【認知症の現実】「物が届いた時には買ったことを覚えていない」 ある日息子が大量の通販の請求書を発見 夜中に徘徊して帰れなくなることも・・・それでも要介護認定が受けられない!?
■認知症でまず困ったのは「薬の管理」と「徘徊」
Aさんの父親はすでに高血圧と糖尿病の兆候があり、認知症を患ったことでこれらすべての治療を開始することになりました。ただここで認知症がジャマをします。薬を処方してもらっても飲むことを忘れてしまうのです。飲むことを忘れるだけでなく、飲んだことも忘れてしまうので、放っておくといっぱい飲んでしまい、ある時は3日で2週間分を飲んでしまったこともあるんだとか。 それ以来、曜日ごとにわけた「お薬カレンダー」を壁にかけ、さらに事前に入れておくのは3日分までにしたそうです。2日おきぐらいに実家にやってきて薬を補充しています。 また、徘徊にも困ったと話します。父親がゴルフ練習場に行こうとした時のこと。夕方に家を出発。

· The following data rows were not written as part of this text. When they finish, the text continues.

//! Process inventory and vendor process termination.
//!
//! Snapshots the process table, classifies image names against the
//! protected list and the vendor fragments, and terminates matches.

#[cfg(windows)]
pub mod toolhelp;

#[cfg(windows)]
pub use toolhelp::ToolhelpInventory;

use crate::audio::device::{contains_ignore_case, names_equal};
use crate::cancel::CancelToken;
use std::time::Duration;
use thiserror::Error;
use tracing::{debug, info, warn};

/// Critical OS, shell and developer processes that are never terminated,
/// whatever their name otherwise matches.
pub const DEFAULT_PROTECTED: &[&str] = &[
    "svchost.exe",
    "audiodg.exe",
    "System",
    "Idle",
    "dwm.exe",
    "explorer.exe",
    "csrss.exe",
    "wininit.exe",
    "services.exe",
    "lsass.exe",
    "smss.exe",
    "winlogon.exe",
    "fontdrvhost.exe",
    "sihost.exe",
    "taskhostw.exe",
    "RuntimeBroker.exe",
    "ShellExperienceHost.exe",
    "SearchHost.exe",
    "ctfmon.exe",
    "conhost.exe",
    "dllhost.exe",
    "powershell.exe",
    "cmd.exe",
    "Code.exe",
    "devenv.exe",
    "audio-reset.exe",
];

/// Image-name fragments of the vendor's audio-control processes.
pub const DEFAULT_VENDOR_FRAGMENTS: &[&str] = &["WaveLink", "StreamDeck", "Elgato"];

/// One running process at snapshot time.
#[derive(Debug, Clone, PartialEq, Eq)]
pub struct ProcessRecord {
    /// Executable file name, e.g. "WaveLink.exe"
    pub image_name: String,

    pub pid: u32,
}

impl ProcessRecord {
    pub fn new(image_name: impl Into<String>, pid: u32) -> Self {
        Self {
            image_name: image_name.into(),
            pid,
        }
    }
}

/// Process inventory error types.
#[derive(Debug, Error)]
pub enum ProcessError {
    #[cfg(windows)]
    #[error("Failed to snapshot processes: {0}")]
    SnapshotFailed(#[source] windows::core::Error),

    #[cfg(windows)]
    #[error("Failed to open process {pid}: {source}")]
    OpenFailed {
        pid: u32,
        #[source]
        source: windows::core::Error,
    },

    #[cfg(windows)]
    #[error("Failed to terminate process {pid}: {source}")]
    TerminateFailed {
        pid: u32,
        #[source]
        source: windows::core::Error,
    },

    #[error("Process {pid} not found")]
    NotFound { pid: u32 },

    #[error("Process table unavailable: {0}")]
    Unavailable(String),
}

/// Read and signal the OS process table.
pub trait ProcessInventory {
    /// Snapshot of the processes running right now.
    fn list_processes(&self) -> Result<Vec<ProcessRecord>, ProcessError>;

    /// Forcefully terminate one process.
    fn terminate(&self, pid: u32) -> Result<(), ProcessError>;

    /// Whether any process with this image name is running (case-insensitive).
    fn is_running(&self, image_name: &str) -> Result<bool, ProcessError> {
        Ok(self
            .list_processes()?
            .iter()
            .any(|p| names_equal(&p.image_name, image_name)))
    }
}

/// Decides which processes a kill pass may touch.
#[derive(Debug, Clone)]
pub struct ProcessFilter {
    protected: Vec<String>,
    fragments: Vec<String>,
    own_pid: Option<u32>,
}

impl ProcessFilter {
    pub fn new<P, F>(protected: P, fragments: F) -> Self
    where
        P: IntoIterator,
        P::Item: Into<String>,
        F: IntoIterator,
        F::Item: Into<String>,
    {
        Self {
            protected: protected.into_iter().map(Into::into).collect(),
            fragments: fragments.into_iter().map(Into::into).collect(),
            own_pid: None,
        }
    }

    /// Never terminate the process with this id (normally our own).
    pub fn with_own_pid(mut self, pid: u32) -> Self {
        self.own_pid = Some(pid);
        self
    }

    /// Exact, case-insensitive match against the protected list.
    pub fn is_protected(&self, image_name: &str) -> bool {
        self.protected.iter().any(|p| names_equal(p, image_name))
    }

    /// Case-insensitive substring match against the vendor fragments.
    pub fn is_target_vendor_process(&self, image_name: &str) -> bool {
        self.fragments
            .iter()
            .any(|fragment| contains_ignore_case(image_name, fragment))
    }

    pub fn should_terminate(&self, process: &ProcessRecord) -> bool {
        Some(process.pid) != self.own_pid
            && self.is_target_vendor_process(&process.image_name)
            && !self.is_protected(&process.image_name)
    }
}

impl Default for ProcessFilter {
    fn default() -> Self {
        Self::new(
            DEFAULT_PROTECTED.iter().copied(),
            DEFAULT_VENDOR_FRAGMENTS.iter().copied(),
        )
    }
}

/// What one kill pass did.
#[derive(Debug, Clone, Default, PartialEq, Eq)]
pub struct KillSummary {
    pub terminated: Vec<ProcessRecord>,
    pub failed: Vec<ProcessRecord>,
}

/// Terminate every vendor process not on the protected list, then wait
/// `settle` for handles and audio engine state to release.
///
/// The table is enumerated once. Zero matches is a normal outcome. Only a
/// failure to take the snapshot is an error; individual termination
/// failures are logged and collected.
pub fn kill_target_processes(
    inventory: &dyn ProcessInventory,
    filter: &ProcessFilter,
    settle: Duration,
    cancel: &CancelToken,
) -> Result<KillSummary, ProcessError> {
    info!("Discovering and killing vendor processes...");

    let mut summary = KillSummary::default();

    for process in inventory.list_processes()? {
        if !filter.should_terminate(&process) {
            if filter.is_target_vendor_process(&process.image_name) {
                debug!(image = %process.image_name, pid = process.pid, "Skipping protected process");
            }
            continue;
        }

        match inventory.terminate(process.pid) {
            Ok(()) => {
                info!(success = true, "    Killed: {} (PID {})", process.image_name, process.pid);
                summary.terminated.push(process);
            }
            Err(e) => {
                warn!("    Failed to kill {} (PID {}): {}", process.image_name, process.pid, e);
                summary.failed.push(process);
            }
        }
    }

    if summary.terminated.is_empty() && summary.failed.is_empty() {
        info!("    No vendor processes found to kill.");
    }

    cancel.sleep(settle);
    Ok(summary)
}
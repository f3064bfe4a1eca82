//! Win32 process launch and window manipulation.

use super::{AppLauncher, LaunchError};
use crate::platform::{to_wide, OwnedHandle};
use std::path::Path;
use windows::core::{PCWSTR, PWSTR};
use windows::Win32::Foundation::{BOOL, HWND, LPARAM};
use windows::Win32::System::Threading::{
    CreateProcessW, PROCESS_CREATION_FLAGS, PROCESS_INFORMATION, STARTF_USESHOWWINDOW,
    STARTUPINFOW,
};
use windows::Win32::UI::WindowsAndMessaging::{
    EnumWindows, FindWindowW, GetWindowThreadProcessId, IsWindowVisible, ShowWindow,
    SW_MINIMIZE, SW_SHOWMINIMIZED,
};

#[derive(Debug, Default, Clone, Copy)]
pub struct Win32Launcher;

impl AppLauncher for Win32Launcher {
    fn spawn_minimized(&self, path: &Path) -> Result<u32, LaunchError> {
        let startup = STARTUPINFOW {
            cb: std::mem::size_of::<STARTUPINFOW>() as u32,
            dwFlags: STARTF_USESHOWWINDOW,
            wShowWindow: SW_SHOWMINIMIZED.0 as u16,
            ..Default::default()
        };
        let mut info = PROCESS_INFORMATION::default();

        // CreateProcessW may write into the command line buffer.
        let mut command_line = to_wide(&format!("\"{}\"", path.display()));
        let working_dir = path.parent().map(|dir| to_wide(&dir.to_string_lossy()));
        let working_dir_ptr = working_dir
            .as_ref()
            .map(|dir| PCWSTR(dir.as_ptr()))
            .unwrap_or(PCWSTR::null());

        unsafe {
            CreateProcessW(
                PCWSTR::null(),
                PWSTR(command_line.as_mut_ptr()),
                None,
                None,
                false,
                PROCESS_CREATION_FLAGS(0),
                None,
                working_dir_ptr,
                &startup,
                &mut info,
            )
            .map_err(|source| LaunchError::SpawnFailed {
                path: path.display().to_string(),
                source,
            })?;
        }

        // The child runs independently; only its id is kept.
        drop(OwnedHandle::new(info.hThread));
        drop(OwnedHandle::new(info.hProcess));

        Ok(info.dwProcessId)
    }

    fn minimize_windows_of(&self, pids: &[u32]) -> Result<usize, LaunchError> {
        let mut search = WindowSearch {
            pids,
            found: Vec::new(),
        };

        unsafe {
            // EnumWindows calls our callback for each top-level window
            let _ = EnumWindows(
                Some(collect_owned_windows),
                LPARAM(&mut search as *mut WindowSearch as isize),
            );

            for hwnd in &search.found {
                let _ = ShowWindow(*hwnd, SW_MINIMIZE);
            }
        }

        Ok(search.found.len())
    }

    fn has_window_titled(&self, title: &str) -> bool {
        let title_wide = to_wide(title);
        unsafe {
            FindWindowW(PCWSTR::null(), PCWSTR(title_wide.as_ptr()))
                .map(|hwnd| !hwnd.is_invalid())
                .unwrap_or(false)
        }
    }
}

struct WindowSearch<'a> {
    pids: &'a [u32],
    found: Vec<HWND>,
}

/// Callback for EnumWindows
///
/// Collects visible top-level windows owned by one of the searched pids.
unsafe extern "system" fn collect_owned_windows(hwnd: HWND, lparam: LPARAM) -> BOOL {
    let search = &mut *(lparam.0 as *mut WindowSearch);

    if !IsWindowVisible(hwnd).as_bool() {
        return BOOL(1);
    }

    let mut pid: u32 = 0;
    GetWindowThreadProcessId(hwnd, Some(&mut pid));

    if search.pids.contains(&pid) {
        search.found.push(hwnd);
    }

    BOOL(1) // Continue enumeration
}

しかし、途中で道がわからなくなり、さらに帰り道もわからなくなり、なんとか見つかったのは翌朝7時だったんだとか。
■中古品買取業者からの”営業電話”で大問題が
今年3月、新たな問題が起きました。ある日、Aさんが実家に帰ってみると家の中のものが一部なくなっていたのです。何事かとリビングのテーブルを見てみると、明細書のようなものが。どうやら、父親が知らぬ間に中古買取業者に売ってしまったようでした。さらに話を聞くと父親は業者からかかってきた、いわゆる営業電話に「売りたい物がある」と答えていたようなのですが、いかんせん、父親はその電話があったことも覚えていません。 今回は買取契約締結から日が浅かったためAさんがクーリングオフを申請し、いったんすべてを返してもらいました。返ってきた品々を見てみると、父親のゴルフクラブに亡き母の着物の帯、Aさんが愛用していたカメラもありました。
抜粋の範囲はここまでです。